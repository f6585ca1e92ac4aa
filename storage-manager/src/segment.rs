//! Segment discovery and filename parsing.
//!
//! Capture children name their output `<id>_YYYYMMDD_HHMMSS.<ext>`; the
//! timestamp in the name is the only synchronization key between this
//! process and the external encoder.

use std::path::{Path, PathBuf};
use std::time::SystemTime;

use chrono::NaiveDateTime;

use crate::error::StorageError;

/// Container extensions we treat as segments
const SEGMENT_EXTENSIONS: [&str; 2] = ["mp4", "mkv"];

/// A finished (or in-progress) container file in a source directory
#[derive(Debug, Clone)]
pub struct Segment {
    pub source_id: String,
    pub path: PathBuf,
    /// Recording start time parsed from the filename
    pub started_at: NaiveDateTime,
    pub modified: SystemTime,
    pub size: u64,
}

/// Parse `<id>_YYYYMMDD_HHMMSS.<ext>` into (source id, start time).
///
/// Auxiliary files (`.original`, `.transcoded`, `.transcoding`) fail the
/// extension check and are rejected.
pub fn parse_segment_name(name: &str) -> Option<(String, NaiveDateTime)> {
    let (stem, ext) = name.rsplit_once('.')?;
    if !SEGMENT_EXTENSIONS.contains(&ext) {
        return None;
    }

    // Timestamp is the last two underscore-separated fields
    let (rest, time_part) = stem.rsplit_once('_')?;
    let (id, date_part) = rest.rsplit_once('_')?;
    if id.is_empty() || date_part.len() != 8 || time_part.len() != 6 {
        return None;
    }

    let started_at =
        NaiveDateTime::parse_from_str(&format!("{}_{}", date_part, time_part), "%Y%m%d_%H%M%S")
            .ok()?;
    Some((id.to_string(), started_at))
}

/// The `.transcoding` temp path a re-encode would stage next to `path`
pub fn transcoding_companion(path: &Path) -> PathBuf {
    let mut name = path.as_os_str().to_os_string();
    name.push(".transcoding");
    PathBuf::from(name)
}

/// List segments under the recordings base, optionally for one source.
///
/// Looks exactly one directory level deep (the per-source directories) and
/// ignores anything that does not match the segment filename grammar.
pub fn scan(base: &Path, source_id: Option<&str>) -> Result<Vec<Segment>, StorageError> {
    if !base.is_dir() {
        return Err(StorageError::NotFound(base.display().to_string()));
    }

    let mut segments = Vec::new();
    for entry in std::fs::read_dir(base)?.filter_map(|e| e.ok()) {
        let dir = entry.path();
        if !dir.is_dir() {
            continue;
        }
        let dir_name = match dir.file_name().and_then(|n| n.to_str()) {
            Some(name) => name.to_string(),
            None => continue,
        };
        if let Some(wanted) = source_id {
            if dir_name != wanted {
                continue;
            }
        }
        segments.extend(scan_dir(&dir)?);
    }

    Ok(segments)
}

/// Segments directly inside one source directory
pub fn scan_dir(dir: &Path) -> Result<Vec<Segment>, StorageError> {
    let mut segments = Vec::new();
    for entry in std::fs::read_dir(dir)?.filter_map(|e| e.ok()) {
        let path = entry.path();
        let Some(name) = path.file_name().and_then(|n| n.to_str()) else {
            continue;
        };
        let Some((source_id, started_at)) = parse_segment_name(name) else {
            continue;
        };
        let Ok(metadata) = entry.metadata() else {
            continue;
        };
        if !metadata.is_file() {
            continue;
        }
        let modified = metadata.modified().unwrap_or(SystemTime::UNIX_EPOCH);
        segments.push(Segment {
            source_id,
            path,
            started_at,
            modified,
            size: metadata.len(),
        });
    }
    Ok(segments)
}

/// Paths of the newest segment per source, by modification time.
///
/// These are the files a live capture child may still be writing; pruning
/// must leave them alone.
pub fn newest_per_source(segments: &[Segment]) -> Vec<&Path> {
    use std::collections::HashMap;

    let mut newest: HashMap<&str, &Segment> = HashMap::new();
    for seg in segments {
        match newest.get(seg.source_id.as_str()) {
            Some(current) if current.modified >= seg.modified => {}
            _ => {
                newest.insert(&seg.source_id, seg);
            }
        }
    }
    newest.values().map(|s| s.path.as_path()).collect()
}

#[cfg(test)]
mod tests {
    use super::*;
    use chrono::{Datelike, Timelike};

    #[test]
    fn test_parse_segment_name() {
        let (id, ts) = parse_segment_name("cam1_20230101_153000.mp4").unwrap();
        assert_eq!(id, "cam1");
        assert_eq!(ts.year(), 2023);
        assert_eq!(ts.hour(), 15);
        assert_eq!(ts.minute(), 30);
    }

    #[test]
    fn test_parse_id_with_underscores() {
        let (id, _) = parse_segment_name("front_door_20230101_000000.mp4").unwrap();
        assert_eq!(id, "front_door");
    }

    #[test]
    fn test_rejects_auxiliaries() {
        assert!(parse_segment_name("cam1_20230101_000000.mp4.transcoding").is_none());
        assert!(parse_segment_name("cam1_20230101_000000.mp4.transcoded").is_none());
        assert!(parse_segment_name("cam1_20230101_000000.mp4.original").is_none());
    }

    #[test]
    fn test_rejects_wrong_shape() {
        assert!(parse_segment_name("cam1.mp4").is_none());
        assert!(parse_segment_name("cam1_2023_153000.mp4").is_none());
        assert!(parse_segment_name("cam1_20230101_153000.txt").is_none());
        assert!(parse_segment_name("_20230101_153000.mp4").is_none());
        assert!(parse_segment_name("cam1_20231399_999999.mp4").is_none());
    }

    #[test]
    fn test_scan_skips_nonmatching_files() {
        let base = tempfile::tempdir().unwrap();
        let cam = base.path().join("cam1");
        std::fs::create_dir(&cam).unwrap();
        std::fs::write(cam.join("cam1_20230101_000000.mp4"), b"x").unwrap();
        std::fs::write(cam.join("cam1_20230101_001000.mp4"), b"xy").unwrap();
        std::fs::write(cam.join("cam1_20230101_000000.mp4.transcoding"), b"t").unwrap();
        std::fs::write(cam.join("notes.txt"), b"n").unwrap();

        let segments = scan(base.path(), None).unwrap();
        assert_eq!(segments.len(), 2);
        assert!(segments.iter().all(|s| s.source_id == "cam1"));
    }

    #[test]
    fn test_scan_filters_by_source() {
        let base = tempfile::tempdir().unwrap();
        for id in ["cam1", "cam2"] {
            let dir = base.path().join(id);
            std::fs::create_dir(&dir).unwrap();
            std::fs::write(dir.join(format!("{}_20230101_000000.mp4", id)), b"x").unwrap();
        }

        let segments = scan(base.path(), Some("cam2")).unwrap();
        assert_eq!(segments.len(), 1);
        assert_eq!(segments[0].source_id, "cam2");
    }

    #[test]
    fn test_transcoding_companion() {
        let p = Path::new("/r/cam1/cam1_20230101_000000.mp4");
        assert_eq!(
            transcoding_companion(p),
            PathBuf::from("/r/cam1/cam1_20230101_000000.mp4.transcoding")
        );
    }
}
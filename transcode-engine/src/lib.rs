//! Background re-encoder.
//!
//! Opportunistically rewrites aged segments from the bulky capture codec to
//! a smaller one during idle windows. One file at a time, gated on schedule
//! and host load, with an atomic swap and a deferred-delete safety window so
//! a crash at any point leaves either the original or a verified
//! replacement on disk.

pub mod candidates;
pub mod engine;
pub mod error;
pub mod gates;
pub mod probe;
pub mod stats;
pub mod swap;
pub mod verify;

pub use candidates::{find_candidates, ScanCounters};
pub use engine::{run_deferred_sweep, spawn_engine, EngineStatus, Progress, TranscoderHandle};
pub use error::TranscodeError;
pub use gates::GateHeld;
pub use probe::VideoInfo;
pub use stats::TranscodingStats;
pub use swap::{reconcile, ReconcileReport, SweepOutcome, TranscodeMarker};
pub use verify::VerificationFailure;
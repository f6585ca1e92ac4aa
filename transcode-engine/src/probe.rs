//! Probe utility wrapper.
//!
//! Shells out to ffprobe for stream metadata and to ffmpeg's null muxer for
//! an integrity pass. Both are short-lived synchronous invocations.

use std::path::Path;
use std::process::Command;

use serde::Deserialize;

use crate::error::TranscodeError;

const PROBE_BIN: &str = "ffprobe";
const DECODER_BIN: &str = "ffmpeg";

/// Video track metadata as reported by the probe
#[derive(Debug, Clone, PartialEq)]
pub struct VideoInfo {
    pub codec: String,
    pub width: u32,
    pub height: u32,
    pub duration_secs: f64,
    pub fps: f64,
}

#[derive(Deserialize)]
struct ProbeOutput {
    #[serde(default)]
    streams: Vec<ProbeStream>,
}

#[derive(Deserialize)]
struct ProbeStream {
    codec_name: Option<String>,
    width: Option<u32>,
    height: Option<u32>,
    duration: Option<String>,
    r_frame_rate: Option<String>,
}

/// Parse a frame rate fraction like "30000/1001" or "25/1"
pub fn parse_frame_rate(s: &str) -> Option<f64> {
    if let Some((num, den)) = s.split_once('/') {
        let num: f64 = num.parse().ok()?;
        let den: f64 = den.parse().ok()?;
        if den > 0.0 {
            return Some(num / den);
        }
        return None;
    }
    s.parse().ok()
}

/// Probe the first video stream of a file
pub fn probe(path: &Path) -> Result<VideoInfo, TranscodeError> {
    let output = Command::new(PROBE_BIN)
        .args([
            "-v",
            "error",
            "-select_streams",
            "v:0",
            "-show_entries",
            "stream=codec_name,width,height,duration,r_frame_rate",
            "-of",
            "json",
        ])
        .arg(path)
        .output()
        .map_err(|e| TranscodeError::Probe(format!("{}: {}", PROBE_BIN, e)))?;

    if !output.status.success() {
        return Err(TranscodeError::Probe(format!(
            "{}: {}",
            path.display(),
            String::from_utf8_lossy(&output.stderr).trim()
        )));
    }

    let parsed: ProbeOutput = serde_json::from_slice(&output.stdout)
        .map_err(|e| TranscodeError::Probe(format!("bad probe output: {}", e)))?;
    let stream = parsed
        .streams
        .into_iter()
        .next()
        .ok_or_else(|| TranscodeError::Probe(format!("{}: no video stream", path.display())))?;

    Ok(VideoInfo {
        codec: stream.codec_name.unwrap_or_default().to_lowercase(),
        width: stream.width.unwrap_or(0),
        height: stream.height.unwrap_or(0),
        duration_secs: stream
            .duration
            .as_deref()
            .and_then(|d| d.parse().ok())
            .unwrap_or(0.0),
        fps: stream
            .r_frame_rate
            .as_deref()
            .and_then(parse_frame_rate)
            .unwrap_or(0.0),
    })
}

/// Codec of the first video stream, None when the probe fails
pub fn probe_codec(path: &Path) -> Option<String> {
    probe(path).ok().map(|info| info.codec)
}

/// Decode the whole file discarding output; any stream error fails
pub fn verify_integrity(path: &Path) -> Result<(), TranscodeError> {
    let output = Command::new(DECODER_BIN)
        .args(["-v", "error", "-i"])
        .arg(path)
        .args(["-f", "null", "-"])
        .output()
        .map_err(|e| TranscodeError::Probe(format!("{}: {}", DECODER_BIN, e)))?;

    let stderr = String::from_utf8_lossy(&output.stderr);
    if !output.status.success() || !stderr.trim().is_empty() {
        return Err(TranscodeError::Verification(
            crate::verify::VerificationFailure::IntegrityFailed {
                detail: stderr.trim().lines().next().unwrap_or("decode error").to_string(),
            },
        ));
    }
    Ok(())
}

#[cfg(test)]
mod tests {
    use super::*;

    #[test]
    fn test_parse_frame_rate() {
        assert_eq!(parse_frame_rate("25/1"), Some(25.0));
        assert_eq!(parse_frame_rate("30"), Some(30.0));
        let ntsc = parse_frame_rate("30000/1001").unwrap();
        assert!((ntsc - 29.97).abs() < 0.01);
        assert_eq!(parse_frame_rate("25/0"), None);
        assert_eq!(parse_frame_rate("abc"), None);
    }

    #[test]
    fn test_probe_output_parsing() {
        let raw = r#"{
            "streams": [{
                "codec_name": "H264",
                "width": 1920,
                "height": 1080,
                "duration": "30.033000",
                "r_frame_rate": "30/1"
            }]
        }"#;
        let parsed: ProbeOutput = serde_json::from_str(raw).unwrap();
        let stream = &parsed.streams[0];
        assert_eq!(stream.codec_name.as_deref(), Some("H264"));
        assert_eq!(stream.width, Some(1920));
        assert_eq!(stream.duration.as_deref(), Some("30.033000"));
    }

    #[test]
    fn test_probe_missing_file_errors() {
        // Errors regardless of whether ffprobe is installed
        let result = probe(Path::new("/nonexistent/clip.mp4"));
        assert!(result.is_err());
    }
}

----

## TASK DESCRIPTION
Using the material, show each line where the string "VerificationFailure" can be found.

## WRITTEN SOLUTION
pub use verify::VerificationFailure;
            crate::verify::VerificationFailure::IntegrityFailed {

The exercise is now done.